«…голубой, ярко-синий Леман, с белыми и черными точками парусов и лодок, почти с трех сторон сиял перед глазами; около Женевы в дали яркого озера дрожал и темнел жаркий воздух, на противуположном берегу круто поднимались зеленые савойские горы, с белыми домиками у подошвы, – с расселинами скалы, имеющими вид громадной белой женщины в старинном костюме. Налево, отчетливо и близко над рыжими виноградниками, в темно-зеленой гуще фруктовых садов, виднелись Монтре с своей прилепившейся на полускате грациозной церковью, Вильнев на самом берегу, с ярко блестящим на полуденном солнце железом домов, таинственное ущелье Вале с нагроможденными друг на друга горами, белый холодный Шильон над самой водой и воспетый островок, выдуманно, но все-таки прекрасно торчащий против Вильнева. Озеро чуть рябило, солнце прямо сверху ударяло на его голубую поверхность, и распущенные по озеру паруса, казалось, не двигались.

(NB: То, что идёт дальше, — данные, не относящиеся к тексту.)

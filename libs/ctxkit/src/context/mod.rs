//! Context node - the hierarchical façade over one component registry and
//! the four capability providers.
//!
//! ```rust,ignore
//! let root = ContextBuilder::new()
//!     .id("root")
//!     .component(ComponentDefinition::new("a", Arc::new(1u32)))
//!     .build()?;
//! root.refresh()?;
//!
//! let child = ContextBuilder::new().parent(root.clone()).build()?;
//! child.refresh()?;
//! assert_eq!(*child.get::<u32>("a")?, 1);
//! ```

mod delegation;
mod lookup;

use std::fmt;
use std::sync::{Arc, OnceLock, Weak};

use chrono::{DateTime, Utc};
use uuid::Uuid;

use crate::capabilities::{
    ApplicationEvent, Capabilities, ContextLifecycleEvent, EnvironmentProvider, EventPublisher,
    InMemoryResources, MessageResolver, ResourceResolver, SimpleEventMulticaster,
    StandardEnvironment, StaticMessageSource,
};
use crate::component::{Component, ComponentDefinition};
use crate::errors::{ContextError, InvalidStateReason};
use crate::factory::AutowireFactory;
use crate::injection::{
    inject_capabilities, Capability, CapabilitySource, ContextRef, EnvironmentHandle, Injected,
};
use crate::lifecycle::{LifecycleGate, LifecycleState};
use crate::registry::{ComponentRegistry, DefaultRegistry};

pub struct ContextNode {
    id: Option<String>,
    display_name: String,
    application_name: String,
    parent: Option<Arc<ContextNode>>,
    registry: Box<dyn ComponentRegistry>,
    capabilities: Capabilities,
    gate: LifecycleGate,
    startup_date: OnceLock<DateTime<Utc>>,
    autowire_supported: bool,
    self_ref: Weak<ContextNode>,
}

impl fmt::Debug for ContextNode {
    fn fmt(&self, f: &mut fmt::Formatter<'_>) -> fmt::Result {
        f.debug_struct("ContextNode")
            .field("id", &self.id)
            .field("display_name", &self.display_name)
            .field("application_name", &self.application_name)
            .field("state", &self.gate.state())
            .field("startup_date", &self.startup_date.get())
            .field("parent", &self.parent.as_ref().map(|p| p.display_name()))
            .field("components", &self.registry.len())
            .finish()
    }
}

impl ContextNode {
    // ---- identity ----

    pub fn id(&self) -> Option<&str> {
        self.id.as_deref()
    }

    pub fn display_name(&self) -> &str {
        &self.display_name
    }

    pub fn application_name(&self) -> &str {
        &self.application_name
    }

    /// When the context became active. Fails while it never has.
    pub fn startup_date(&self) -> Result<DateTime<Utc>, ContextError> {
        self.startup_date.get().copied().ok_or_else(|| {
            ContextError::invalid_state("read startup date", InvalidStateReason::NotRefreshed)
        })
    }

    pub fn parent(&self) -> Option<&Arc<ContextNode>> {
        self.parent.as_ref()
    }

    pub fn state(&self) -> LifecycleState {
        self.gate.state()
    }

    pub fn is_active(&self) -> bool {
        self.gate.state() == LifecycleState::Active
    }

    /// Number of ancestors above this node.
    pub fn depth(&self) -> usize {
        let mut depth = 0;
        let mut cur = self.parent.as_ref();
        while let Some(p) = cur {
            depth += 1;
            cur = p.parent.as_ref();
        }
        depth
    }

    // ---- lifecycle ----

    /// Add a component to this level. Only legal before `refresh`.
    pub fn register(&self, definition: ComponentDefinition) -> Result<(), ContextError> {
        let tx = self.gate.transition();
        let state = tx.state();
        if state != LifecycleState::Unrefreshed {
            return Err(ContextError::invalid_state(
                "register component",
                InvalidStateReason::for_state(state),
            ));
        }
        self.registry.register(definition.into_component())
    }

    /// Run the injection protocol over every component, capture the startup
    /// date and become active. One-shot.
    pub fn refresh(&self) -> Result<(), ContextError> {
        let started = {
            let mut tx = self.gate.transition();
            let state = tx.state();
            if state != LifecycleState::Unrefreshed {
                return Err(ContextError::invalid_state(
                    "refresh",
                    InvalidStateReason::for_state(state),
                ));
            }

            let source = RefreshSource { node: self };
            for component in self.registry.list_matching(&|_: &Component| true) {
                if let Some(target) = component.injectable() {
                    let injected =
                        inject_capabilities(target.as_ref(), component.injection_record(), &source)?;
                    if !injected.is_empty() {
                        tracing::debug!(
                            context = %self.display_name,
                            component = component.name(),
                            capabilities = ?injected,
                            "capabilities injected"
                        );
                    }
                }
            }

            let now = Utc::now();
            let started = *self.startup_date.get_or_init(|| now);
            tx.advance("refresh", LifecycleState::Active)?;

            // Still under the transition lock: a concurrent close waits until
            // listeners have seen Refreshed.
            self.announce(ContextLifecycleEvent::Refreshed {
                display_name: self.display_name.clone(),
            });
            started
        };

        tracing::info!(
            context = %self.display_name,
            id = ?self.id,
            components = self.registry.len(),
            startup_date = %started,
            "context refreshed"
        );
        Ok(())
    }

    /// Close this context. Returns false when it was already closed. Never
    /// touches the parent.
    pub fn close(&self) -> Result<bool, ContextError> {
        let previous = {
            let mut tx = self.gate.transition();
            let previous = tx.state();
            if previous == LifecycleState::Closed {
                tracing::debug!(context = %self.display_name, "close ignored: already closed");
                return Ok(false);
            }
            tx.advance("close", LifecycleState::Closed)?;
            previous
        };

        if previous == LifecycleState::Active {
            self.announce(ContextLifecycleEvent::Closed {
                display_name: self.display_name.clone(),
            });
        }
        self.registry.destroy();

        tracing::info!(context = %self.display_name, id = ?self.id, "context closed");
        Ok(true)
    }

    /// Publish a lifecycle event locally and up the active ancestor chain,
    /// bypassing this node's gate.
    fn announce(&self, payload: ContextLifecycleEvent) {
        let event = ApplicationEvent::new(self.display_name.clone(), payload);
        if let Err(e) = self.capabilities.events.publish(&event) {
            tracing::warn!(context = %self.display_name, error = %e, "lifecycle event not delivered");
        }
        if let Err(e) = self.publish_to_ancestors(&event) {
            tracing::warn!(context = %self.display_name, error = %e, "lifecycle event not delivered to parent");
        }
    }

    fn publish_to_ancestors(&self, event: &ApplicationEvent) -> Result<(), ContextError> {
        match &self.parent {
            Some(parent) if parent.is_active() => parent.publish(event),
            Some(parent) => {
                tracing::trace!(parent = %parent.display_name, "skipping inactive parent for event");
                Ok(())
            }
            None => Ok(()),
        }
    }

    // ---- privileged access ----

    /// The construction/injection facility for objects living outside the
    /// registry. Only available while active, and only if enabled at build time.
    pub fn autowire_capable_factory(&self) -> Result<AutowireFactory, ContextError> {
        const OP: &str = "access autowire-capable factory";
        self.gate.ensure_active(OP)?;
        if !self.autowire_supported {
            return Err(ContextError::invalid_state(OP, InvalidStateReason::Unsupported));
        }
        let node = self
            .self_ref
            .upgrade()
            .ok_or_else(|| ContextError::invalid_state(OP, InvalidStateReason::Dropped))?;
        Ok(AutowireFactory::new(node))
    }

    pub(crate) fn gate(&self) -> &LifecycleGate {
        &self.gate
    }

    pub(crate) fn capability_source(&self) -> impl CapabilitySource + '_ {
        RefreshSource { node: self }
    }
}

/// Hands out weak handles onto this node. Calls made through them pass the
/// node's gate, so they fail once it is closed.
struct RefreshSource<'a> {
    node: &'a ContextNode,
}

impl CapabilitySource for RefreshSource<'_> {
    fn provide(&self, capability: Capability) -> Result<Injected, ContextError> {
        let handle = ContextRef::new(self.node.self_ref.clone());
        Ok(match capability {
            Capability::Context => Injected::Context(handle),
            Capability::ResourceResolver => Injected::ResourceResolver(Arc::new(handle)),
            Capability::EventPublisher => Injected::EventPublisher(Arc::new(handle)),
            Capability::MessageResolver => Injected::MessageResolver(Arc::new(handle)),
            Capability::Environment => Injected::Environment(EnvironmentHandle::new(handle)),
        })
    }
}

/// Builder for [`ContextNode`]. The parent can only be set here, on an
/// already-built node, so parent chains cannot form cycles.
pub struct ContextBuilder {
    id: Option<String>,
    display_name: Option<String>,
    application_name: String,
    parent: Option<Arc<ContextNode>>,
    registry: Option<Box<dyn ComponentRegistry>>,
    resources: Option<Arc<dyn ResourceResolver>>,
    events: Option<Arc<dyn EventPublisher>>,
    messages: Option<Arc<dyn MessageResolver>>,
    environment: Option<Arc<dyn EnvironmentProvider>>,
    components: Vec<ComponentDefinition>,
    autowire_supported: bool,
}

impl Default for ContextBuilder {
    fn default() -> Self {
        Self::new()
    }
}

impl ContextBuilder {
    pub fn new() -> Self {
        Self {
            id: None,
            display_name: None,
            application_name: String::new(),
            parent: None,
            registry: None,
            resources: None,
            events: None,
            messages: None,
            environment: None,
            components: Vec::new(),
            autowire_supported: true,
        }
    }

    pub fn id(mut self, id: impl Into<String>) -> Self {
        self.id = Some(id.into());
        self
    }

    pub fn display_name(mut self, name: impl Into<String>) -> Self {
        self.display_name = Some(name.into());
        self
    }

    pub fn application_name(mut self, name: impl Into<String>) -> Self {
        self.application_name = name.into();
        self
    }

    pub fn parent(mut self, parent: Arc<ContextNode>) -> Self {
        self.parent = Some(parent);
        self
    }

    /// Replace the default in-memory registry.
    pub fn registry(mut self, registry: Box<dyn ComponentRegistry>) -> Self {
        self.registry = Some(registry);
        self
    }

    /// Set all four providers at once. No parent fallback is added to them.
    pub fn capabilities(mut self, capabilities: Capabilities) -> Self {
        self.resources = Some(capabilities.resources);
        self.events = Some(capabilities.events);
        self.messages = Some(capabilities.messages);
        self.environment = Some(capabilities.environment);
        self
    }

    pub fn resources(mut self, resources: Arc<dyn ResourceResolver>) -> Self {
        self.resources = Some(resources);
        self
    }

    pub fn events(mut self, events: Arc<dyn EventPublisher>) -> Self {
        self.events = Some(events);
        self
    }

    /// Without this, a node with a parent gets an empty catalog that falls
    /// back to the parent's messages.
    pub fn messages(mut self, messages: Arc<dyn MessageResolver>) -> Self {
        self.messages = Some(messages);
        self
    }

    /// Without this, a node with a parent gets an empty environment layered
    /// over the parent's.
    pub fn environment(mut self, environment: Arc<dyn EnvironmentProvider>) -> Self {
        self.environment = Some(environment);
        self
    }

    pub fn component(mut self, definition: ComponentDefinition) -> Self {
        self.components.push(definition);
        self
    }

    pub fn autowire_supported(mut self, supported: bool) -> Self {
        self.autowire_supported = supported;
        self
    }

    pub fn build(self) -> Result<Arc<ContextNode>, ContextError> {
        let registry = self
            .registry
            .unwrap_or_else(|| Box::new(DefaultRegistry::new()));
        for definition in self.components {
            registry.register(definition.into_component())?;
        }

        let display_name = self.display_name.unwrap_or_else(generated_display_name);

        let parent_caps = self.parent.as_ref().map(|p| &p.capabilities);
        let capabilities = Capabilities {
            resources: self
                .resources
                .unwrap_or_else(|| Arc::new(InMemoryResources::new())),
            events: self
                .events
                .unwrap_or_else(|| Arc::new(SimpleEventMulticaster::new())),
            messages: self.messages.unwrap_or_else(|| match parent_caps {
                Some(caps) => {
                    Arc::new(StaticMessageSource::new().with_parent(caps.messages.clone()))
                }
                None => Arc::new(StaticMessageSource::new()),
            }),
            environment: self.environment.unwrap_or_else(|| match parent_caps {
                Some(caps) => {
                    Arc::new(StandardEnvironment::new().with_parent(caps.environment.clone()))
                }
                None => Arc::new(StandardEnvironment::new()),
            }),
        };

        let node = Arc::new_cyclic(|self_ref| ContextNode {
            id: self.id,
            display_name,
            application_name: self.application_name,
            parent: self.parent,
            registry,
            capabilities,
            gate: LifecycleGate::new(),
            startup_date: OnceLock::new(),
            autowire_supported: self.autowire_supported,
            self_ref: self_ref.clone(),
        });

        tracing::debug!(
            context = %node.display_name,
            id = ?node.id,
            depth = node.depth(),
            "context built"
        );
        Ok(node)
    }
}

fn generated_display_name() -> String {
    let simple = Uuid::new_v4().simple().to_string();
    format!("ContextNode@{}", &simple[..8])
}

#[cfg(test)]
mod tests;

Удивительное дело, я два месяца прожил в Clarens, но всякий раз, когда я утром или особенно перед вечером, после обеда, отворял ставни окна, на которое уже зашла тень, и взглядывал на озеро и на зеленые и далью синие горы, отражавшиеся в нем, красота ослепляла меня и мгновенно, с силой неожиданного действовала на меня. Тотчас же мне хотелось любить, я даже чувствовал в себе любовь к себе, и жалел о прошедшем, надеялся на будущее, и жить мне становилось радостно, хотелось жить долго-долго, и мысль о смерти получала детский поэтический ужас. Иногда даже, сидя один в тенистом садике и глядя, все глядя на эти берега и это озеро, я чувствовал, как будто физическое впечатление, как красота через глаза вливалась мне в душу».
В этом отрывке поражает то, что Женевское озеро названо именем Леман, в котором сохранилось старое латинское название. Пейзаж непривычно для Толстого обременен прекрасными литературными воспоминаниями и прямым использованием слов «красота», «поэтический ужас».
Больше двух месяцев прожил Лев Николаевич в этом священном для него месте, отсюда он написал Т. Ергольской 6 (18) мая из Кларана: «Только что получил ваше письмо, дорогая тетенька, которое, как я писал вам в своем последнем письме, застало меня в окрестностях Женевы, в Кларане, в той самой деревне, где жила Юлия Руссо. – Не стану пытаться описывать вам красоту этой местности, особенно в эту пору, когда все в листьях, все в цвету, скажу только, что положительно нельзя оторвать глаз от этого озера, от его берегов и что большую часть времени я провожу, любуясь этой красотой, либо гуляя, либо просто из окна своей комнаты».
Лев Николаевич изъездил и исходил места вокруг Женевского озера. Из Люцерна он писал В. Боткину; письмо его от 27 июня (9 июля) полно уплотненными отголосками эпистолярного романа Руссо. Толстой любуется простым, уже исчезающим бытом швейцарцев. Боткину он говорит про «боль одинокого наслаждения»; и пишет письма, обращенные к читателям, близким по сердцу.
Подготовлялся эпистолярный роман, остатком которого является законченный рассказ «Люцерн».
Рассказ появился сперва как длинное письмо к Боткину, был перегружен пейзажами, которые потом исчезли. Конфликт рассказа – песня, спетая бродячим певцом-тирольцем, и культурное общество. Люди выслушали певца и не дали ему денег.
Толстой вмешался в эту сцену, усадил певца вместе с собой, прогнал слугу, который хотел сесть третьим.
Толстой негодует на одичание общества.
Тема «Люцерна» на время оттесняет повесть о Кизеветере. В теме «Кизеветер» есть какое-то сходство и совпадение, не случайное, а вызванное сомнениями времени, с «Неточкой Незвановой» Федора Достоевского, уже давно написанной.
Великий художник погибает в грязи, в унижении, и в то же время он самый лучший, он самый высокий, самый чистый.
Толстой в это время оправдывает художника на суде, на котором в рассказе выступают остальные герои – их представляет в бреду художник, замерзая. Он сгорел, а они не сгорают; он играет на драгоценной скрипке, сжимая ее в своих объятиях.
Музыка Кизеветера дорога была для Толстого. Такая музыка звучала когда-то и была им услышана в старых оранжереях Ясной Поляны. Он сам себя иногда чувствовал погибшим и не мог утешиться, как братья, цыганской песней. Но Толстой не пошел рядом с Кизеветером.
Он был влюблен в образ Руссо. Месяцами он паломником ходил по берегам Женевского озера, но не как Руссо.
Толстой пошел не один: он взял с собой мальчика Сашу – ребенка, который не мог даже нести груз.
Толстой шел по Альпам после того, как он прошел по предгорьям Кавказа с Епишкой. У него нет сентиментального восторга перед природой. Он как бы проверяет восприятия Руссо, и, вероятно, у него в руках была книга.